DATA -
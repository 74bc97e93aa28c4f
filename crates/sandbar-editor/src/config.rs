//! Session configuration for the Sandbar client.

use std::path::{Path, PathBuf};
use std::time::Duration;

use serde::Deserialize;
use tracing::warn;

pub(crate) const CONFIG_FILES: &[&str] = &["sandbar.toml", ".sandbar.toml"];

/// Session configuration loaded from `sandbar.toml`.
#[derive(Debug, Clone)]
pub struct SessionConfig {
    /// Config file path (if found).
    pub config_path: Option<PathBuf>,
    /// Suppress "user joined/left" presence toasts.
    pub hide_presence_notifications: bool,
    /// How long a live outage may last before the reconnecting toast shows.
    pub reconnect_notice_delay: Duration,
}

impl Default for SessionConfig {
    fn default() -> Self {
        Self {
            config_path: None,
            hide_presence_notifications: false,
            reconnect_notice_delay: Duration::from_secs(2),
        }
    }
}

impl SessionConfig {
    /// Loads configuration from a root directory, falling back to defaults
    /// when no config file exists or it cannot be read.
    pub fn load(root: &Path) -> Self {
        let Some(path) = find_config_file(root) else {
            return SessionConfig::default();
        };
        let Ok(contents) = std::fs::read_to_string(&path) else {
            warn!("Failed to read sandbar config at {}", path.display());
            return SessionConfig::default();
        };
        SessionConfig::from_contents(Some(path), &contents)
    }

    /// Parses configuration from file contents, warning and defaulting on
    /// parse failure.
    pub fn from_contents(config_path: Option<PathBuf>, contents: &str) -> Self {
        let parsed: ConfigFile = match toml::from_str(contents) {
            Ok(parsed) => parsed,
            Err(err) => {
                if let Some(path) = &config_path {
                    warn!("Failed to parse sandbar config at {}: {err}", path.display());
                } else {
                    warn!("Failed to parse sandbar config: {err}");
                }
                return SessionConfig {
                    config_path,
                    ..SessionConfig::default()
                };
            }
        };

        SessionConfig {
            config_path,
            hide_presence_notifications: parsed.live.hide_presence_notifications,
            reconnect_notice_delay: Duration::from_millis(parsed.live.reconnect_notice_delay_ms),
        }
    }
}

fn find_config_file(root: &Path) -> Option<PathBuf> {
    CONFIG_FILES
        .iter()
        .map(|name| root.join(name))
        .find(|candidate| candidate.is_file())
}

#[derive(Debug, Default, Deserialize)]
#[serde(default)]
struct ConfigFile {
    live: LiveSection,
}

#[derive(Debug, Deserialize)]
#[serde(default)]
struct LiveSection {
    hide_presence_notifications: bool,
    reconnect_notice_delay_ms: u64,
}

impl Default for LiveSection {
    fn default() -> Self {
        Self {
            hide_presence_notifications: false,
            reconnect_notice_delay_ms: 2_000,
        }
    }
}
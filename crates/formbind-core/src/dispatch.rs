//! Update dispatch: immediate and debounced commits, validation triggers.
//!
//! All operations run on a single-threaded UI event loop. The only delayed
//! behavior is the debounce on free-text commits, modeled as a cancellable
//! deadline the event loop polls; nothing here blocks or spawns.

use std::time::{Duration, Instant};

use serde_json::Value;
use tracing::{debug, warn};

use crate::state::{FormState, UpdateForm};
use crate::validate::FieldValidator;

/// Quiet period for debounced free-text commits.
pub const DEBOUNCE_QUIET: Duration = Duration::from_millis(200);

/// A cancellable delayed commit owned by a single field instance.
///
/// Each new schedule replaces any pending one, restarting the quiet window;
/// only the most recent schedule ever fires. Timers are per field, so
/// concurrent fields never interfere.
#[derive(Debug, Clone)]
pub struct DebounceTimer {
    quiet: Duration,
    pending: Option<(Instant, Value)>,
}

impl DebounceTimer {
    /// Creates a timer with the given quiet period.
    pub fn new(quiet: Duration) -> Self {
        Self {
            quiet,
            pending: None,
        }
    }

    /// Schedules `value` to fire after the quiet period, replacing any
    /// pending schedule.
    pub fn schedule(&mut self, value: Value, now: Instant) {
        self.pending = Some((now + self.quiet, value));
    }

    /// Discards any pending schedule.
    pub fn cancel(&mut self) {
        self.pending = None;
    }

    /// Takes the pending value if its deadline has passed.
    pub fn take_due(&mut self, now: Instant) -> Option<Value> {
        match &self.pending {
            Some((deadline, _)) if now >= *deadline => self.pending.take().map(|(_, v)| v),
            _ => None,
        }
    }

    /// Takes the pending value immediately, deadline or not.
    pub fn flush(&mut self) -> Option<Value> {
        self.pending.take().map(|(_, v)| v)
    }

    /// Returns whether a schedule is pending.
    pub fn is_pending(&self) -> bool {
        self.pending.is_some()
    }
}

impl Default for DebounceTimer {
    fn default() -> Self {
        Self::new(DEBOUNCE_QUIET)
    }
}

/// Per-field dispatcher applying state changes and validation triggers.
///
/// Owns the field's debounce timer and focus flag explicitly; committing and
/// validating are independent operations. A commit never validates and a
/// validate call never mutates state.
#[derive(Debug, Default)]
pub struct UpdateDispatcher {
    attribute: String,
    debounce: DebounceTimer,
    focused: bool,
}

impl UpdateDispatcher {
    /// Creates a dispatcher for an attribute path.
    pub fn new(attribute: impl Into<String>) -> Self {
        Self {
            attribute: attribute.into(),
            debounce: DebounceTimer::default(),
            focused: false,
        }
    }

    /// Overrides the debounce quiet period.
    #[must_use]
    pub fn with_quiet_period(mut self, quiet: Duration) -> Self {
        self.debounce = DebounceTimer::new(quiet);
        self
    }

    /// Returns the attribute path this dispatcher writes.
    pub fn attribute(&self) -> &str {
        &self.attribute
    }

    /// Returns whether the field currently has input focus.
    pub fn focused(&self) -> bool {
        self.focused
    }

    /// Marks the field focused.
    pub fn focus(&mut self) {
        self.focused = true;
    }

    /// Writes a value synchronously through the collaborator.
    pub fn commit(&self, value: Value, sink: &mut dyn UpdateForm) {
        sink.set_value(&self.attribute, value);
    }

    /// Writes a value synchronously via the patch-object convention.
    pub fn commit_patch(&self, value: Value, sink: &mut dyn UpdateForm) {
        let mut patch = serde_json::Map::new();
        patch.insert(self.attribute.clone(), value);
        sink.apply_patch(patch);
    }

    /// Schedules a debounced write, restarting the quiet window.
    ///
    /// Suppressed entirely while the field is unfocused: externally driven
    /// re-renders must not produce stray writes. Returns whether the schedule
    /// was accepted.
    pub fn schedule(&mut self, value: Value, now: Instant) -> bool {
        if !self.focused {
            debug!(attribute = %self.attribute, "debounced write suppressed while unfocused");
            return false;
        }
        self.debounce.schedule(value, now);
        true
    }

    /// Takes a due debounced value for the caller to commit.
    pub fn poll(&mut self, now: Instant) -> Option<Value> {
        self.debounce.take_due(now)
    }

    /// Clears focus and takes any pending debounced value so the caller can
    /// commit it before validating against fresh state.
    pub fn leave_focus(&mut self) -> Option<Value> {
        self.focused = false;
        let pending = self.debounce.flush();
        if pending.is_some() {
            debug!(attribute = %self.attribute, "flushing pending debounced write on blur");
        }
        pending
    }

    /// Cancels any pending debounced write; called when the field unmounts.
    pub fn detach(&mut self) {
        if self.debounce.is_pending() {
            debug!(attribute = %self.attribute, "cancelling pending debounced write on detach");
        }
        self.debounce.cancel();
        self.focused = false;
    }

    /// Runs the validator against the value read fresh from form state.
    pub fn validate_current(&self, form: &FormState, validator: &dyn FieldValidator) -> Vec<String> {
        validator.validate(form.value_of(&self.attribute))
    }
}

/// Coerces raw text into a numeric stored value at commit time.
///
/// Empty text coerces to the absent sentinel (`Null`), never zero or NaN.
/// Returns `None` when the text does not parse; the caller suppresses the
/// commit and leaves state unchanged (a soft failure, not a validation
/// error).
pub fn coerce_number(text: &str) -> Option<Value> {
    let trimmed = text.trim();
    if trimmed.is_empty() {
        return Some(Value::Null);
    }
    if let Ok(n) = trimmed.parse::<i64>() {
        return Some(Value::from(n));
    }
    match trimmed.parse::<f64>() {
        Ok(n) if n.is_finite() => Some(Value::from(n)),
        _ => {
            warn!(input = %text, "numeric coercion failed, commit suppressed");
            None
        }
    }
}
//! Binary switch field binder.

use formbind_core::{ConfigError, FieldValidator, FormState, UpdateDispatcher, UpdateForm};
use serde_json::{json, Value};

use crate::config::FieldConfig;

/// Binds a two-state switch to form state.
///
/// The option set is exactly `[off, on]` (defaulting to `[false, true]`);
/// checked means the stored value equals the on value by exact scalar
/// equality. Toggling commits the corresponding option value directly.
pub struct SwitchBinder {
    config: FieldConfig,
    off: Value,
    on: Value,
    dispatcher: UpdateDispatcher,
    validator: Box<dyn FieldValidator>,
    errors: Vec<String>,
}

impl SwitchBinder {
    /// Creates a binder; fails when the config has no attribute or the
    /// option set is not exactly two values.
    pub fn new(config: FieldConfig, validator: Box<dyn FieldValidator>) -> Result<Self, ConfigError> {
        config.ensure_attribute()?;
        let (off, on) = match config.options.as_slice() {
            [] => (json!(false), json!(true)),
            [off, on] => (off.clone(), on.clone()),
            other => return Err(ConfigError::SwitchOptionCount(other.len())),
        };
        let dispatcher = UpdateDispatcher::new(&config.attribute);
        Ok(Self {
            config,
            off,
            on,
            dispatcher,
            validator,
            errors: Vec::new(),
        })
    }

    /// Returns the field configuration.
    pub fn config(&self) -> &FieldConfig {
        &self.config
    }

    /// Returns the `[off, on]` pair.
    pub fn option_pair(&self) -> (&Value, &Value) {
        (&self.off, &self.on)
    }

    /// Returns the current error list.
    pub fn errors(&self) -> &[String] {
        &self.errors
    }

    /// Returns whether the stored value equals the on value.
    pub fn is_checked(&self, form: &FormState) -> bool {
        form.value_of(&self.config.attribute) == Some(&self.on)
    }

    /// Handles a toggle: commits the on value when switched on, the off
    /// value otherwise.
    pub fn on_toggle(&mut self, checked: bool, sink: &mut dyn UpdateForm) {
        let value = if checked {
            self.on.clone()
        } else {
            self.off.clone()
        };
        self.dispatcher.commit(value, sink);
    }

    /// Handles loss of focus: validates the current stored value.
    pub fn on_blur(&mut self, form: &FormState) -> &[String] {
        self.errors = self.dispatcher.validate_current(form, self.validator.as_ref());
        &self.errors
    }

    /// Validates the current stored value on demand.
    pub fn validate_now(&mut self, form: &FormState) -> &[String] {
        self.errors = self.dispatcher.validate_current(form, self.validator.as_ref());
        &self.errors
    }
}

impl std::fmt::Debug for SwitchBinder {
    fn fmt(&self, f: &mut std::fmt::Formatter<'_>) -> std::fmt::Result {
        f.debug_struct("SwitchBinder")
            .field("attribute", &self.config.attribute)
            .field("off", &self.off)
            .field("on", &self.on)
            .finish_non_exhaustive()
    }
}

#[cfg(test)]
mod tests {
    use super::*;
    use formbind_core::NoValidation;

    fn boolean_binder() -> SwitchBinder {
        SwitchBinder::new(FieldConfig::new("active"), Box::new(NoValidation)).unwrap()
    }

    #[test]
    fn test_default_options_are_booleans() {
        let mut binder = boolean_binder();
        let mut form = FormState::new();

        binder.on_toggle(true, &mut form);
        assert_eq!(form.get("active"), Some(&json!(true)));
        assert!(binder.is_checked(&form));

        binder.on_toggle(false, &mut form);
        assert_eq!(form.get("active"), Some(&json!(false)));
        assert!(!binder.is_checked(&form));
    }

    #[test]
    fn test_custom_scalar_options() {
        let config = FieldConfig::new("answer").options(vec![json!("no"), json!("yes")]);
        let mut binder = SwitchBinder::new(config, Box::new(NoValidation)).unwrap();
        let mut form = FormState::new();

        binder.on_toggle(true, &mut form);
        assert_eq!(form.get("answer"), Some(&json!("yes")));

        binder.on_toggle(false, &mut form);
        assert_eq!(form.get("answer"), Some(&json!("no")));
    }

    #[test]
    fn test_unchecked_until_stored_equals_on_value() {
        let binder = boolean_binder();
        assert!(!binder.is_checked(&FormState::new()));

        let off = FormState::from_value(json!({"active": false}));
        assert!(!binder.is_checked(&off));
    }

    #[test]
    fn test_wrong_option_count_is_config_error() {
        let config = FieldConfig::new("x").options(vec![json!(1)]);
        let result = SwitchBinder::new(config, Box::new(NoValidation));
        assert!(matches!(result, Err(ConfigError::SwitchOptionCount(1))));

        let config = FieldConfig::new("x").options(vec![json!(1), json!(2), json!(3)]);
        let result = SwitchBinder::new(config, Box::new(NoValidation));
        assert!(matches!(result, Err(ConfigError::SwitchOptionCount(3))));
    }
}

AIM OF THE EXERCISE - Where the string "else" turns up in a line of the data above, copy that whole line.

FINAL ANSWER -
        let Some(path) = find_config_file(root) else {
        let Ok(contents) = std::fs::read_to_string(&path) else {
                } else {
        } else {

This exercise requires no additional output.